John Boehner is out as speaker of the U.S. House — unable to placate the conservative wing of the Republican party. We’re told his replacement will have to do a better of job of that.
Yet it’s virtually certain the next speaker will eventually suffer Boehner’s fate. That’s because it isn’t possible to make Republican conservatives happy, for a couple of important reasons.
The first is practical. As viewers of the presidential debates know, deeply conservative Republicans rely on a politics of grievance and persecution for their influence — taxes are too high, spending is too high, regulations are too strict, it’s all someone else’s fault. Rush Limbaugh has made millions of dollars exploiting that sense of grievance, which millions of Americans share.

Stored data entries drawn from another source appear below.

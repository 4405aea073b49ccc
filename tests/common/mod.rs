#![allow(
    clippy::unwrap_used,
    clippy::missing_panics_doc,
    reason = "Do not need additional syntax for setting up tests"
)]
#![allow(
    unused,
    reason = "Not every test binary uses every helper"
)]

use std::io;
use std::sync::atomic::{AtomicBool, AtomicUsize, Ordering};
use std::sync::{Arc, Mutex};

use tokio::sync::broadcast;
use ws_keepalive::error::Kind;
use ws_keepalive::{
    Connection, Connector, Error, Event, EventSink, Payload, Result, Target, TransportEvent,
};

/// What the supervisor did to one mock connection.
#[derive(Debug, Default)]
pub struct Probe {
    pub pings: Mutex<Vec<Vec<u8>>>,
    pub sent: Mutex<Vec<Payload>>,
    pub closes: AtomicUsize,
    closed: AtomicBool,
}

impl Probe {
    pub fn ping_count(&self) -> usize {
        self.pings.lock().unwrap().len()
    }

    pub fn close_count(&self) -> usize {
        self.closes.load(Ordering::SeqCst)
    }
}

#[derive(Debug)]
pub struct MockConnection {
    pub probe: Arc<Probe>,
    events: EventSink,
    fail_pings: bool,
}

impl Connection for MockConnection {
    fn send(&self, payload: Payload) -> Result<()> {
        self.probe.sent.lock().unwrap().push(payload);
        Ok(())
    }

    fn ping(&self, payload: &[u8]) -> Result<()> {
        if self.fail_pings {
            return Err(Error::with_source(
                Kind::Transport,
                io::Error::new(io::ErrorKind::BrokenPipe, "ping refused"),
            ));
        }
        self.probe.pings.lock().unwrap().push(payload.to_vec());
        Ok(())
    }

    /// Closes immediately on first call, like a transport whose peer is already gone.
    /// Later calls fail, which the supervisor must swallow.
    fn close(&self) -> Result<()> {
        self.probe.closes.fetch_add(1, Ordering::SeqCst);
        if self.probe.closed.swap(true, Ordering::SeqCst) {
            return Err(Error::with_source(
                Kind::Transport,
                io::Error::new(io::ErrorKind::NotConnected, "already closed"),
            ));
        }
        self.events.emit(TransportEvent::Close);
        Ok(())
    }
}

/// One call to [`Connector::connect`]. `probe` is `None` when construction failed.
#[derive(Debug, Clone)]
pub struct Attempt {
    pub target: Target,
    pub events: EventSink,
    pub probe: Option<Arc<Probe>>,
}

#[derive(Debug, Default)]
struct Script {
    attempts: Mutex<Vec<Attempt>>,
    construction_failures: AtomicUsize,
    fail_pings: AtomicBool,
    manual_open: AtomicBool,
}

/// Scripted in-memory transport. Opens every connection immediately unless told otherwise.
#[derive(Debug, Clone, Default)]
pub struct MockConnector(Arc<Script>);

impl MockConnector {
    pub fn new() -> Self {
        Self::default()
    }

    /// Make the next `count` constructions fail synchronously.
    pub fn fail_constructions(&self, count: usize) {
        self.0.construction_failures.store(count, Ordering::SeqCst);
    }

    pub fn fail_pings(&self, fail: bool) {
        self.0.fail_pings.store(fail, Ordering::SeqCst);
    }

    /// Leave connections in the connecting state until the test emits `Open` itself.
    pub fn manual_open(&self) {
        self.0.manual_open.store(true, Ordering::SeqCst);
    }

    pub fn attempts(&self) -> usize {
        self.0.attempts.lock().unwrap().len()
    }

    pub fn attempt(&self, index: usize) -> Attempt {
        self.0.attempts.lock().unwrap()[index].clone()
    }

    pub fn last(&self) -> Attempt {
        self.0.attempts.lock().unwrap().last().cloned().unwrap()
    }

    /// Event sink of the most recent handle, for injecting transport events.
    pub fn events(&self) -> EventSink {
        self.last().events
    }

    pub fn probe(&self) -> Arc<Probe> {
        self.last().probe.unwrap()
    }
}

impl Connector for MockConnector {
    type Connection = MockConnection;

    fn connect(&self, target: &Target, events: EventSink) -> Result<MockConnection> {
        let refused = self
            .0
            .construction_failures
            .fetch_update(Ordering::SeqCst, Ordering::SeqCst, |n| n.checked_sub(1))
            .is_ok();

        let probe = (!refused).then(|| Arc::new(Probe::default()));
        self.0.attempts.lock().unwrap().push(Attempt {
            target: target.clone(),
            events: events.clone(),
            probe: probe.clone(),
        });

        let Some(probe) = probe else {
            return Err(Error::with_source(
                Kind::Transport,
                io::Error::new(io::ErrorKind::ConnectionRefused, "connection refused"),
            ));
        };

        if !self.0.manual_open.load(Ordering::SeqCst) {
            events.emit(TransportEvent::Open);
        }

        Ok(MockConnection {
            probe,
            events,
            fail_pings: self.0.fail_pings.load(Ordering::SeqCst),
        })
    }
}

/// Everything currently buffered on `rx`.
pub fn drain<C>(rx: &mut broadcast::Receiver<Event<C>>) -> Vec<Event<C>> {
    let mut events = Vec::new();
    while let Ok(event) = rx.try_recv() {
        events.push(event);
    }
    events
}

His political offspring now serve in Congress and state legislatures. If they abandon grievance, they lose their reason for existence. Repeal Obamacare, stop immigration, defund Planned Parenthood, and movement conservatives would come up with something else to be mad about, or perish.
The other explanation for conservatives’ implacable posture is more interesting.
It’s often said movement conservatives are anti-government. The truth seems broader — they’re actually anti-modern, worried about a culture changing in ways they can’t accept.
That fear is obvious in some ways, like the concern over immigration or same-sex marriage. But it provides a foundation for almost every conservative critique: America was a better country, they argue, when everyone knew his place.
Sometimes, that means other nations — America should dictate other countries’ development of nuclear weapons, for example. Sometimes, it means institutions like colleges and churches, where priests and professors should instruct students and believers, not engage them.
Mostly, though, it’s reflected in gender, race and class, an argument for stay-at-home mothers, a compliant labor force, the gentle hand of quiet segregation. It’s a vision of America before Brown v. Topeka, before Japanese cars, before birth control, before the Mass in English, before Elvis.
That vision is so powerful it affects everything deep conservatism sees. It explains the rise of Donald Trump, whose slogan — “make America great again” — summarizes the argument. It explains why deep conservatives can’t be satisfied with mere changes in laws and policy. They propose a different way of life.
The new speaker is asked to fulfill that vision. And, of course, the speaker after him.